Notatnik polityczny. Bój to będzie ich ostatni? Nowa Lewica i Razem zwierają szyki przed zażartą walką
Posłowie Prawa i Sprawiedliwości we wtorek opuścili salę Sejmu wśród oburzonych okrzyków o powrocie komunizmu. Nową odsłonę dyktatury proletariatu miał uosabiać wybór Włodzimierza Czarzastego na marszałka Sejmu. Ten nieco histeryczny happening musiał być miły sercu lidera Nowej Lewicy, bo nie ma wśród najbardziej zaangażowanego elektoratu anty-PiS lepszej rekomendacji dla polityka niż ciężkie epitety płynące z ust Jarosława Kaczyńskiego i jego podwładnych. PiS chciał Czarzastego upupić, tymczasem pomógł mu się zbudować na starcie w nowej roli, a wszystko według popularnego (nawiasem mówiąc, popularnego głównie na prawicy) hasła: „słychać wycie, znakomicie”.

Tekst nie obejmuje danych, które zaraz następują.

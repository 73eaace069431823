//! Future expenses view
//!
//! Planned expenses with the amount to set aside per day for each, and the
//! totals across all of them.

use ratatui::{
    layout::{Constraint, Rect},
    style::{Modifier, Style},
    text::{Line, Span},
    widgets::{Block, Borders, Cell, Paragraph, Row, Table, TableState},
    Frame,
};

use crate::display::urgency_marker;
use crate::models::Urgency;
use crate::services::FutureExpenseService;
use crate::tui::app::App;
use crate::tui::layout::header_and_body;

const PROGRESS_BAR_WIDTH: usize = 10;

/// Text progress bar, `percent` of `width` cells filled
fn progress_bar(percent: u16, width: usize) -> String {
    let filled = (usize::from(percent.min(100)) * width / 100).min(width);
    format!("{}{}", "█".repeat(filled), "░".repeat(width - filled))
}

/// Render the future expenses view
pub fn render(frame: &mut Frame, app: &App, area: Rect) {
    let (header_area, table_area) = header_and_body(area, 3);
    render_summary(frame, app, header_area);
    render_table(frame, app, table_area);
}

fn render_summary(frame: &mut Frame, app: &App, area: Rect) {
    let palette = app.palette();
    let symbol = app.symbol();
    let summary = FutureExpenseService::new(app.storage)
        .summary(app.today)
        .unwrap_or_default();

    let line = Line::from(vec![
        Span::styled(
            format!(" {} planned  ", summary.count),
            Style::default().fg(palette.text),
        ),
        Span::styled("Total ", Style::default().fg(palette.muted)),
        Span::styled(
            summary.total_amount.format_with_symbol(symbol),
            Style::default().fg(palette.text),
        ),
        Span::styled("   Set aside per day ", Style::default().fg(palette.muted)),
        Span::styled(
            summary.total_daily.format_with_symbol(symbol),
            Style::default()
                .fg(palette.accent)
                .add_modifier(Modifier::BOLD),
        ),
        Span::styled("   n:New  e:Edit  d:Delete", Style::default().fg(palette.muted)),
    ]);

    let block = Block::default()
        .title(" Future Expenses ")
        .title_style(palette.title())
        .borders(Borders::ALL)
        .border_style(palette.border(false));

    frame.render_widget(Paragraph::new(line).block(block), area);
}

fn render_table(frame: &mut Frame, app: &App, area: Rect) {
    let palette = app.palette();
    let symbol = app.symbol();
    let block = Block::default()
        .borders(Borders::ALL)
        .border_style(palette.border(true));

    let expenses = app.future_expenses();
    if expenses.is_empty() {
        let text = Paragraph::new("Nothing planned. Press 'n' to add a future expense.")
            .block(block)
            .style(Style::default().fg(palette.muted));
        frame.render_widget(text, area);
        return;
    }

    let widths = [
        Constraint::Length(2),  // Urgency
        Constraint::Min(16),    // Name
        Constraint::Length(12), // Due
        Constraint::Length(6),  // Days
        Constraint::Length(PROGRESS_BAR_WIDTH as u16), // Progress
        Constraint::Length(13), // Amount
        Constraint::Length(12), // Per day
    ];

    let bold = Style::default().add_modifier(Modifier::BOLD);
    let header = Row::new(vec![
        Cell::from(""),
        Cell::from("Name").style(bold),
        Cell::from("Due").style(bold),
        Cell::from("Days").style(bold),
        Cell::from("Progress").style(bold),
        Cell::from("Amount").style(bold),
        Cell::from("Per day").style(bold),
    ])
    .style(Style::default().fg(palette.warning))
    .height(1);

    let rows: Vec<Row> = expenses
        .iter()
        .map(|expense| {
            let urgency = expense.urgency(app.today);
            let (marker_color, bar_color) = match urgency {
                Urgency::Due => (palette.negative, palette.negative),
                Urgency::Soon => (palette.warning, palette.warning),
                Urgency::Normal => (palette.muted, palette.accent),
            };

            Row::new(vec![
                Cell::from(urgency_marker(urgency)).style(Style::default().fg(marker_color)),
                Cell::from(expense.name.clone()),
                Cell::from(expense.due_date.format(&app.settings.date_format).to_string()),
                Cell::from(format!("{:>5}", expense.days_remaining(app.today))),
                Cell::from(progress_bar(
                    expense.progress_percent(app.today),
                    PROGRESS_BAR_WIDTH,
                ))
                .style(Style::default().fg(bar_color)),
                Cell::from(format!("{:>12}", expense.amount.format_with_symbol(symbol))),
                Cell::from(format!(
                    "{:>11}",
                    expense.daily_amount(app.today).format_with_symbol(symbol)
                ))
                .style(Style::default().fg(palette.accent)),
            ])
            .style(Style::default().fg(palette.text))
        })
        .collect();

    let table = Table::new(rows, widths)
        .header(header)
        .block(block)
        .highlight_style(palette.highlight())
        .highlight_symbol("▶ ");

    let mut state = TableState::default();
    state.select(Some(app.selected_future_index.min(expenses.len() - 1)));

    frame.render_stateful_widget(table, area, &mut state);
}

#[cfg(test)]
mod tests {
    use super::progress_bar;
    use crate::config::paths::SetAsidePaths;
    use crate::config::settings::Settings;
    use crate::models::{FutureExpenseFields, Money};
    use crate::services::FutureExpenseService;
    use crate::storage::Storage;
    use crate::tui::app::{ActiveView, App};
    use crate::tui::views::test_support::screen;
    use chrono::NaiveDate;
    use tempfile::TempDir;

    fn date(y: i32, m: u32, d: u32) -> NaiveDate {
        NaiveDate::from_ymd_opt(y, m, d).unwrap()
    }

    #[test]
    fn test_rows_show_daily_amounts_and_total() {
        let temp_dir = TempDir::new().unwrap();
        let paths = SetAsidePaths::with_base_dir(temp_dir.path().to_path_buf());
        let mut storage = Storage::new(paths).unwrap();
        storage.load_all().unwrap();
        let today = date(2025, 1, 1);

        let service = FutureExpenseService::new(&storage);
        for (name, cents, due) in [
            ("Insurance", 10_000, date(2025, 1, 4)),
            ("Gift", 5_000, date(2025, 1, 11)),
        ] {
            service
                .create(FutureExpenseFields {
                    name: name.into(),
                    amount: Money::from_cents(cents),
                    due_date: due,
                    category_id: None,
                    description: String::new(),
                })
                .unwrap();
        }

        let mut settings = Settings::default();
        let mut app = App::new(&storage, &mut settings, today);
        app.switch_view(ActiveView::FutureExpenses);
        let text = screen(&app);

        // 100/3 = 33.33 and 50/10 = 5.00
        assert!(text.contains("€33.33"));
        assert!(text.contains("€5.00"));
        assert!(text.contains("€38.33"));
        assert!(text.contains("2 planned"));

        // 3 days left is 90% of the way, 10 days left is 67%
        assert!(text.contains("█████████░"));
        assert!(text.contains("██████░░░░"));
    }

    #[test]
    fn test_progress_bar() {
        assert_eq!(progress_bar(0, 4), "░░░░");
        assert_eq!(progress_bar(50, 4), "██░░");
        assert_eq!(progress_bar(100, 4), "████");
        assert_eq!(progress_bar(250, 4), "████");
    }
}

Nowy marszałek poszedł za ciosem, bo i zakaz sprzedaży alkoholu na terenie Sejmu wprowadzony przy akompaniamencie rzewnego płaczu polityków Konfederacji, i walczące, konfrontacyjne wobec prezydenta Nawrockiego orędzie pomogły mu nabrać politycznego kształtu w nowej funkcji. Ale to tylko uwertura do prawdziwego wyzwania, które stoi przed Czarzastym: jak utrzymać Nową Lewicę w parlamencie następnej kadencji.
Lewice stoczą zażarty bój z progiem
Obie partie lewicowe – Nowa Lewica i Razem – balansują w sondażach na granicy progu wyborczego. Formacja Czarzastego wypada co prawda w badaniach nieco lepiej niż partia Adriana Zandberga i Aleksandry Owcy, ale są to zwykle różnice w okolicach błędu statystycznego. Od początku rozpadu lewicowej koalicji logika polityczna wskazuje, że zwaśnione partie będą toczyć zacięty bój o przeskoczenie poprzeczki na wysokości 5 proc. poparcia i jest bardziej, a nie mniej, prawdopodobne, że dla obu bój to może być ostatni.
Co prawda w debacie publicznej pojawiają się regularnie głosy, że lewica przez podział może się pomnożyć i zwiększyć bazę wyborców, szkopuł w tym, że dziś niewiele (aby nie powiedzieć, że nic) na to wskazuje.